Francavilla, i rapinatori della gioielleria ripresi dalle telecamere

I carabinieri convinti di stringere il cerchio sugli autori del colpo all’Angelo d’oro di viale Nettuno che hanno legato la titolare col nastro adesivo
PESCARA. Sono le telecamere a circuito chiuso della gioielleria “L'Angelo d'oro” l'elemento chiave che può portare gli investigatori a svelare l'identità dei due uomini che, martedì pomeriggio, hanno rapinato di preziosi il punto vendita a due passi da piazza Sirena.
I carabinieri sarebbero in possesso di buone immagini, che stanno ancora vagliando, nelle quali sarebbero ben visibili i volti dei malviventi che hanno fatto irruzione nel cuore del pomeriggio in gioielleria imbavagliando la titolare e intervenendo sulla cassaforte.
Le indagini sono in corso, e torneranno utili anche le testimonianze di chi ha visto del tutto o in parte la scena.

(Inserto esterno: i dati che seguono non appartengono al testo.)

pub mod client;
pub mod types;

pub use client::Client;
pub use types::{
    Assignee, Comment, ListInfo, ListStatus, RawTask, StatusTime, TaskStatusRef, TasksPage,
    TimeInStatus,
};
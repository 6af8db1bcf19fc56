use chrono::NaiveDate;
use serde::Serialize;

use crate::period::PeriodType;

/// Per-editor rollup for one time bucket. Recomputed and upserted on every
/// sync; the natural key is (editor_id, period_type, period_key) and a later
/// write fully replaces the numeric fields.
#[derive(Debug, Clone, Serialize)]
pub struct EditorPeriodMetric {
    pub editor_id: i64,
    pub editor_name: String,
    pub period_type: PeriodType,
    pub period_key: String,
    pub period_start: NaiveDate,
    pub period_end: NaiveDate,
    /// Completed videos in the bucket.
    pub total_videos: u64,
    /// Completed, phase-data-bearing videos with alteration time.
    pub videos_with_alteration: u64,
    /// 0–100, rounded; denominator is the phase-data-bearing completed
    /// subset, 0 when that subset is empty.
    pub alteration_rate: f64,
    pub total_editing_hours: f64,
    /// Mean over completed videos with positive editing time.
    pub avg_editing_hours: f64,
    pub productivity_score: f64,
    pub quality_score: f64,
}
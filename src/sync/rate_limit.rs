use std::time::Duration;

use crate::error::Error;

const MAX_RETRIES: u32 = 3;
const BACKOFF_SECONDS: &[u64] = &[30, 60, 120];

/// Check if an API error is a 429 rate limit. The client folds the HTTP
/// status into the `Api` message, so this matches on the text.
pub fn is_rate_limited(e: &Error) -> bool {
    match e {
        Error::Api(msg) => msg.contains("429") || msg.to_lowercase().contains("rate limit"),
        _ => false,
    }
}

/// Retry an API call expression with backoff on 429 errors.
///
/// Usage: `retry_api!(client.list_tasks_page(list_id, page, since))`
///
/// The expression is re-evaluated on each retry attempt. This is a macro
/// because async closures that return borrowed futures can't satisfy `Fn`.
macro_rules! retry_api {
    ($expr:expr) => {{
        let mut _attempt: u32 = 0;
        loop {
            match $expr.await {
                Ok(val) => break Ok::<_, crate::error::Error>(val),
                Err(e) => {
                    if $crate::sync::rate_limit::is_rate_limited(&e) && _attempt < 3 {
                        let wait = [30u64, 60, 120]
                            .get(_attempt as usize)
                            .copied()
                            .unwrap_or(120);
                        log::warn!(
                            "Rate limited (429). Waiting {wait}s before retry {}/3",
                            _attempt + 1
                        );
                        tokio::time::sleep(std::time::Duration::from_secs(wait)).await;
                        _attempt += 1;
                    } else {
                        break Err(e);
                    }
                }
            }
        }
    }};
}

pub(crate) use retry_api;

/// Sleep for the backoff duration (for use in non-macro contexts).
pub async fn backoff_sleep(attempt: u32) {
    let wait = BACKOFF_SECONDS
        .get(attempt as usize)
        .copied()
        .unwrap_or(120);
    log::warn!(
        "Rate limited (429). Waiting {wait}s before retry {}/{}",
        attempt + 1,
        MAX_RETRIES
    );
    tokio::time::sleep(Duration::from_secs(wait)).await;
}
use std::time::Duration;

use serde::de::DeserializeOwned;

use crate::clickup::types::{Comment, CommentsResponse, ListInfo, TasksPage, TimeInStatus};
use crate::error::{Error, Result};

const DEFAULT_BASE_URL: &str = "https://api.clickup.com/api/v2";
const REQUEST_TIMEOUT_SECS: u64 = 30;

/// Thin typed client for the ClickUp v2 API.
///
/// Auth is a static token sent in the `Authorization` header. Every request
/// carries an explicit timeout; a timed-out call surfaces as `Error::Api`
/// and is treated by callers like any other failed call.
#[derive(Clone)]
pub struct Client {
    http: reqwest::Client,
    base_url: String,
    token: String,
}

impl Client {
    pub fn new(token: &str) -> Result<Self> {
        Self::with_base_url(token, DEFAULT_BASE_URL)
    }

    /// Override the API origin (test servers, proxies).
    pub fn with_base_url(token: &str, base_url: &str) -> Result<Self> {
        if token.trim().is_empty() {
            return Err(Error::Config("ClickUp API token is empty".into()));
        }
        let http = reqwest::Client::builder()
            .timeout(Duration::from_secs(REQUEST_TIMEOUT_SECS))
            .build()?;
        Ok(Self {
            http,
            base_url: base_url.trim_end_matches('/').to_string(),
            token: token.to_string(),
        })
    }

    async fn get_json<T: DeserializeOwned>(
        &self,
        path: &str,
        query: &[(&str, String)],
    ) -> Result<T> {
        let url = format!("{}{}", self.base_url, path);
        let response = self
            .http
            .get(&url)
            .header("Authorization", &self.token)
            .query(query)
            .send()
            .await?;

        let status = response.status();
        if !status.is_success() {
            let body = response.text().await.unwrap_or_default();
            let snippet: String = body.chars().take(200).collect();
            return Err(Error::Api(format!("{status} for {path}: {snippet}")));
        }

        Ok(response.json::<T>().await?)
    }

    /// Fetch one page of a list's tasks, including closed tasks and
    /// subtasks, optionally bounded by a creation-date lower bound
    /// (epoch milliseconds).
    pub async fn list_tasks_page(
        &self,
        list_id: &str,
        page: u32,
        created_after_ms: Option<i64>,
    ) -> Result<TasksPage> {
        let mut query = vec![
            ("page", page.to_string()),
            ("include_closed", "true".to_string()),
            ("subtasks", "true".to_string()),
        ];
        if let Some(ms) = created_after_ms {
            query.push(("date_created_gt", ms.to_string()));
        }
        self.get_json(&format!("/list/{list_id}/task"), &query).await
    }

    /// Fetch the precomputed per-status elapsed times for a task.
    pub async fn time_in_status(&self, task_id: &str) -> Result<TimeInStatus> {
        self.get_json(&format!("/task/{task_id}/time_in_status"), &[])
            .await
    }

    /// Fetch a task's comments.
    pub async fn task_comments(&self, task_id: &str) -> Result<Vec<Comment>> {
        let response: CommentsResponse =
            self.get_json(&format!("/task/{task_id}/comment"), &[]).await?;
        Ok(response.comments)
    }

    /// Fetch list metadata, including its configured statuses.
    pub async fn list_info(&self, list_id: &str) -> Result<ListInfo> {
        self.get_json(&format!("/list/{list_id}"), &[]).await
    }
}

Martedì pomeriggio, attorno alle 18,15, viale Nettuno era piena di passanti, e in molti secondo una ricostruzione degli investigatori avrebbero notato e seguito i due rapinatori senza però riuscire ad avvicinarli. Qualcuno li ha visti poi allontanarsi su un'autovettura di colore bianco sulla quale evidentemente li aspettava un terzo complice, ma ogni elemento è a questo punto utile agli uomini di Antonio Solimini, che sono sulle tracce dei malviventi. In particolare, un francavillese ha raccontato di aver visto uno dei due uomini uscire dalla gioielleria e di averlo seguito ma poi, temendo che potesse essere armato, è tornato indietro andando a liberare la giovane titolare del punto vendita, che nel frattempo era stata legata con lo scotch in una stanza interna del negozio, ovviamente sconvolta per quanto le era appena accaduto. I particolari che emergono dalla ricostruzione video, dalle testimonianze e dal racconto della donna portano gli investigatori a pensare che non si sia trattato di rapinatori professionisti.
I due si sono presentati nel negozio suonando il campanello per attraversare la doppia porta di sicurezza a viso scoperto e fingendosi clienti. Il loro accento sembrava campano e la corporatura normale, e dalla cassaforte sembra che non abbiano preso proprio tutti i preziosi, ma soltanto quello che evidentemente sono riusciti a raccattare più in fretta.
L'altra rapina in gioielleria a Francavilla, quella che si consumò tre anni fa nell’oreficeria che si trova a pochi metri dall'Angelo d'Oro, avvenne pure nel cuore del pomeriggio. In quel caso, i carabinieri riuscirono dopo qualche tempo a identificare i responsabili e ad arrestarli.